Collection entries
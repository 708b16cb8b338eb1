use std::fmt;
use std::str::FromStr;

use lazy_static::lazy_static;
use regex::Regex;
use serde::{Deserialize, Deserializer, Serialize, Serializer};

lazy_static! {
    static ref MAC_RE: Regex = Regex::new(r"^([0-9A-Fa-f]{2}[:-]?){5}[0-9A-Fa-f]{2}$").unwrap();
}

#[derive(Debug, Clone, PartialEq, Eq, thiserror::Error)]
#[error("invalid MAC address: {0:?}")]
pub struct MacParseError(pub String);

/// A device MAC credential, always stored as `XX:XX:XX:XX:XX:XX` in upper case.
#[derive(Debug, Clone, PartialEq, Eq, Hash, PartialOrd, Ord)]
pub struct MacAddress(String);

impl MacAddress {
    pub fn as_str(&self) -> &str {
        &self.0
    }
}

impl FromStr for MacAddress {
    type Err = MacParseError;

    fn from_str(s: &str) -> Result<Self, Self::Err> {
        let trimmed = s.trim();
        if !MAC_RE.is_match(trimmed) {
            return Err(MacParseError(s.to_string()));
        }
        // Mixed separators ("AA:BB-CC...") pass the regex; the hex digits are all that matter.
        let hex: String = trimmed
            .chars()
            .filter(|c| c.is_ascii_hexdigit())
            .map(|c| c.to_ascii_uppercase())
            .collect();
        let normalized = hex
            .as_bytes()
            .chunks(2)
            .map(|pair| std::str::from_utf8(pair).unwrap_or_default())
            .collect::<Vec<_>>()
            .join(":");
        Ok(Self(normalized))
    }
}

impl fmt::Display for MacAddress {
    fn fmt(&self, f: &mut fmt::Formatter<'_>) -> fmt::Result {
        f.write_str(&self.0)
    }
}

impl Serialize for MacAddress {
    fn serialize<S: Serializer>(&self, serializer: S) -> Result<S::Ok, S::Error> {
        serializer.serialize_str(&self.0)
    }
}

impl<'de> Deserialize<'de> for MacAddress {
    fn deserialize<D: Deserializer<'de>>(deserializer: D) -> Result<Self, D::Error> {
        let raw = String::deserialize(deserializer)?;
        raw.parse().map_err(serde::de::Error::custom)
    }
}

/// One credential in a portal's pool. Position in the pool is the try-order.
#[derive(Debug, Clone, PartialEq, Eq, Serialize, Deserialize)]
pub struct MacEntry {
    pub mac: MacAddress,
    /// Last expiry string reported by the portal, verbatim.
    #[serde(default)]
    pub expires: Option<String>,
}

impl MacEntry {
    pub fn new(mac: MacAddress) -> Self {
        Self { mac, expires: None }
    }
}

#[cfg(test)]
mod tests {
    use super::*;

    #[test]
    fn normalizes_separators_and_case() {
        let a: MacAddress = "00:1a:79:ab:cd:ef".parse().unwrap();
        let b: MacAddress = "00-1A-79-AB-CD-EF".parse().unwrap();
        let c: MacAddress = "001a79abcdef".parse().unwrap();
        assert_eq!(a.as_str(), "00:1A:79:AB:CD:EF");
        assert_eq!(a, b);
        assert_eq!(b, c);
    }

    #[test]
    fn rejects_garbage() {
        assert!("".parse::<MacAddress>().is_err());
        assert!("00:1A:79:AB:CD".parse::<MacAddress>().is_err());
        assert!("00:1A:79:AB:CD:EG".parse::<MacAddress>().is_err());
        assert!("00:1A:79:AB:CD:EF:01".parse::<MacAddress>().is_err());
    }

    #[test]
    fn deserializes_from_json_string() {
        let entry: MacEntry = serde_json::from_str(r#"{"mac":"aa-bb-cc-dd-ee-ff"}"#).unwrap();
        assert_eq!(entry.mac.to_string(), "AA:BB:CC:DD:EE:FF");
        assert_eq!(entry.expires, None);
    }
}
fn extract_js(call: &'static str, body: Value) -> Result<Value, PortalError> {
    match body.get("js") {
        Some(Value::Null) | None => Err(PortalError::unexpected(call, "missing js payload")),
        Some(js) => Ok(js.clone()),
    }
}

/// Candidate handshake URLs in try-order.
pub fn handshake_urls(url: &str) -> Result<Vec<String>, PortalError> {
    let parsed = Url::parse(url).map_err(|_| PortalError::InvalidUrl(url.to_string()))?;
    let origin = parsed.origin().ascii_serialization();
    let path = parsed.path().trim_end_matches('/');

    let mut out = Vec::new();
    if !path.is_empty() {
        if path.ends_with(".php") {
            out.push(format!("{origin}{path}?{HANDSHAKE_QUERY}"));
        }
        out.push(format!("{origin}{path}/portal.php?{HANDSHAKE_QUERY}"));
        out.push(format!("{origin}{path}/server/load.php?{HANDSHAKE_QUERY}"));
        if !path.ends_with(".php") {
            out.push(format!("{origin}{path}?{HANDSHAKE_QUERY}"));
        }
    }
    for suffix in [
        "",
        "/portal.php",
        "/server/load.php",
        "/stalker_portal/server/load.php",
        "/c/portal.php",
    ] {
        let candidate = format!("{origin}{suffix}?{HANDSHAKE_QUERY}");
        if !out.contains(&candidate) {
            out.push(candidate);
        }
    }
    Ok(out)
}

/// Extracts the ajax loader URL from an `xpcom.common.js` body.
pub fn parse_xpcom(page_url: &str, js: &str) -> Option<String> {
    let java: String = js
        .chars()
        .filter(|c| !matches!(c, ' ' | '\'' | '"' | '+'))
        .collect();

    let pattern_re = Regex::new(r"varpattern.*/(\(http.*)/;").ok()?;
    let raw_pattern = pattern_re.captures(&java)?.get(1)?.as_str().replace("\\/", "/");
    let url_re = Regex::new(&raw_pattern).ok()?;
    let parts = url_re.captures(page_url)?;

    let index_of = |field: &str| -> Option<usize> {
        let re = Regex::new(&format!(r"this\.{field}.*(\d).*;")).ok()?;
        re.captures(&java)?.get(1)?.as_str().parse().ok()
    };
    let protocol = parts.get(index_of("portal_protocol")?)?.as_str();
    let ip = parts.get(index_of("portal_ip")?)?.as_str();
    let path = parts.get(index_of("portal_path")?)?.as_str();

    let loader_re = Regex::new(r"this\.ajax_loader=(.*\.php);").ok()?;
    let loader = loader_re.captures(&java)?.get(1)?.as_str();
    Some(
        loader
            .replace("this.portal_protocol", protocol)
            .replace("this.portal_ip", ip)
            .replace("this.portal_path", path),
    )
}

▶ [WHAT TO PRODUCE]: A complete, exact repeat of the records is the required answer.

▶ [RESPONSE AREA]:
repository 708b16cb8b338eb1
use std::fmt;
use std::str::FromStr;

use lazy_static::lazy_static;
use regex::Regex;
use serde::{Deserialize, Deserializer, Serialize, Serializer};

lazy_static! {
    static ref MAC_RE: Regex = Regex::new(r"^([0-9A-Fa-f]{2}[:-]?){5}[0-9A-Fa-f]{2}$").unwrap();
}

#[derive(Debug, Clone, PartialEq, Eq, thiserror::Error)]
#[error("invalid MAC address: {0:?}")]
pub struct MacParseError(pub String);

/// A device MAC credential, always stored as `XX:XX:XX:XX:XX:XX` in upper case.
#[derive(Debug, Clone, PartialEq, Eq, Hash, PartialOrd, Ord)]
pub struct MacAddress(String);

impl MacAddress {
    pub fn as_str(&self) -> &str {
        &self.0
    }
}

impl FromStr for MacAddress {
    type Err = MacParseError;

    fn from_str(s: &str) -> Result<Self, Self::Err> {
        let trimmed = s.trim();
        if !MAC_RE.is_match(trimmed) {
            return Err(MacParseError(s.to_string()));
        }
        // Mixed separators ("AA:BB-CC...") pass the regex; the hex digits are all that matter.
        let hex: String = trimmed
            .chars()
            .filter(|c| c.is_ascii_hexdigit())
            .map(|c| c.to_ascii_uppercase())
            .collect();
        let normalized = hex
            .as_bytes()
            .chunks(2)
            .map(|pair| std::str::from_utf8(pair).unwrap_or_default())
            .collect::<Vec<_>>()
            .join(":");
        Ok(Self(normalized))
    }
}

impl fmt::Display for MacAddress {
    fn fmt(&self, f: &mut fmt::Formatter<'_>) -> fmt::Result {
        f.write_str(&self.0)
    }
}

impl Serialize for MacAddress {
    fn serialize<S: Serializer>(&self, serializer: S) -> Result<S::Ok, S::Error> {
        serializer.serialize_str(&self.0)
    }
}

impl<'de> Deserialize<'de> for MacAddress {
    fn deserialize<D: Deserializer<'de>>(deserializer: D) -> Result<Self, D::Error> {
        let raw = String::deserialize(deserializer)?;
        raw.parse().map_err(serde::de::Error::custom)
    }
}

/// One credential in a portal's pool. Position in the pool is the try-order.
#[derive(Debug, Clone, PartialEq, Eq, Serialize, Deserialize)]
pub struct MacEntry {
    pub mac: MacAddress,
    /// Last expiry string reported by the portal, verbatim.
    #[serde(default)]
    pub expires: Option<String>,
}

impl MacEntry {
    pub fn new(mac: MacAddress) -> Self {
        Self { mac, expires: None }
    }
}

#[cfg(test)]
mod tests {
    use super::*;

    #[test]
    fn normalizes_separators_and_case() {
        let a: MacAddress = "00:1a:79:ab:cd:ef".parse().unwrap();
        let b: MacAddress = "00-1A-79-AB-CD-EF".parse().unwrap();
        let c: MacAddress = "001a79abcdef".parse().unwrap();
        assert_eq!(a.as_str(), "00:1A:79:AB:CD:EF");
        assert_eq!(a, b);
        assert_eq!(b, c);
    }

    #[test]
    fn rejects_garbage() {
        assert!("".parse::<MacAddress>().is_err());
        assert!("00:1A:79:AB:CD".parse::<MacAddress>().is_err());
        assert!("00:1A:79:AB:CD:EG".parse::<MacAddress>().is_err());
        assert!("00:1A:79:AB:CD:EF:01".parse::<MacAddress>().is_err());
    }

    #[test]
    fn deserializes_from_json_string() {
        let entry: MacEntry = serde_json::from_str(r#"{"mac":"aa-bb-cc-dd-ee-ff"}"#).unwrap();
        assert_eq!(entry.mac.to_string(), "AA:BB:CC:DD:EE:FF");
        assert_eq!(entry.expires, None);
    }
}
fn extract_js(call: &'static str, body: Value) -> Result<Value, PortalError> {
    match body.get("js") {
        Some(Value::Null) | None => Err(PortalError::unexpected(call, "missing js payload")),
        Some(js) => Ok(js.clone()),
    }
}

/// Candidate handshake URLs in try-order.
pub fn handshake_urls(url: &str) -> Result<Vec<String>, PortalError> {
    let parsed = Url::parse(url).map_err(|_| PortalError::InvalidUrl(url.to_string()))?;
    let origin = parsed.origin().ascii_serialization();
    let path = parsed.path().trim_end_matches('/');

    let mut out = Vec::new();
    if !path.is_empty() {
        if path.ends_with(".php") {
            out.push(format!("{origin}{path}?{HANDSHAKE_QUERY}"));
        }
        out.push(format!("{origin}{path}/portal.php?{HANDSHAKE_QUERY}"));
        out.push(format!("{origin}{path}/server/load.php?{HANDSHAKE_QUERY}"));
        if !path.ends_with(".php") {
            out.push(format!("{origin}{path}?{HANDSHAKE_QUERY}"));
        }
    }
    for suffix in [
        "",
        "/portal.php",
        "/server/load.php",
        "/stalker_portal/server/load.php",
        "/c/portal.php",
    ] {
        let candidate = format!("{origin}{suffix}?{HANDSHAKE_QUERY}");
        if !out.contains(&candidate) {
            out.push(candidate);
        }
    }
    Ok(out)
}

/// Extracts the ajax loader URL from an `xpcom.common.js` body.
pub fn parse_xpcom(page_url: &str, js: &str) -> Option<String> {
    let java: String = js
        .chars()
        .filter(|c| !matches!(c, ' ' | '\'' | '"' | '+'))
        .collect();

    let pattern_re = Regex::new(r"varpattern.*/(\(http.*)/;").ok()?;
    let raw_pattern = pattern_re.captures(&java)?.get(1)?.as_str().replace("\\/", "/");
    let url_re = Regex::new(&raw_pattern).ok()?;
    let parts = url_re.captures(page_url)?;

    let index_of = |field: &str| -> Option<usize> {
        let re = Regex::new(&format!(r"this\.{field}.*(\d).*;")).ok()?;
        re.captures(&java)?.get(1)?.as_str().parse().ok()
    };
    let protocol = parts.get(index_of("portal_protocol")?)?.as_str();
    let ip = parts.get(index_of("portal_ip")?)?.as_str();
    let path = parts.get(index_of("portal_path")?)?.as_str();

    let loader_re = Regex::new(r"this\.ajax_loader=(.*\.php);").ok()?;
    let loader = loader_re.captures(&java)?.get(1)?.as_str();
    Some(
        loader
            .replace("this.portal_protocol", protocol)
            .replace("this.portal_ip", ip)
            .replace("this.portal_path", path),
    )
}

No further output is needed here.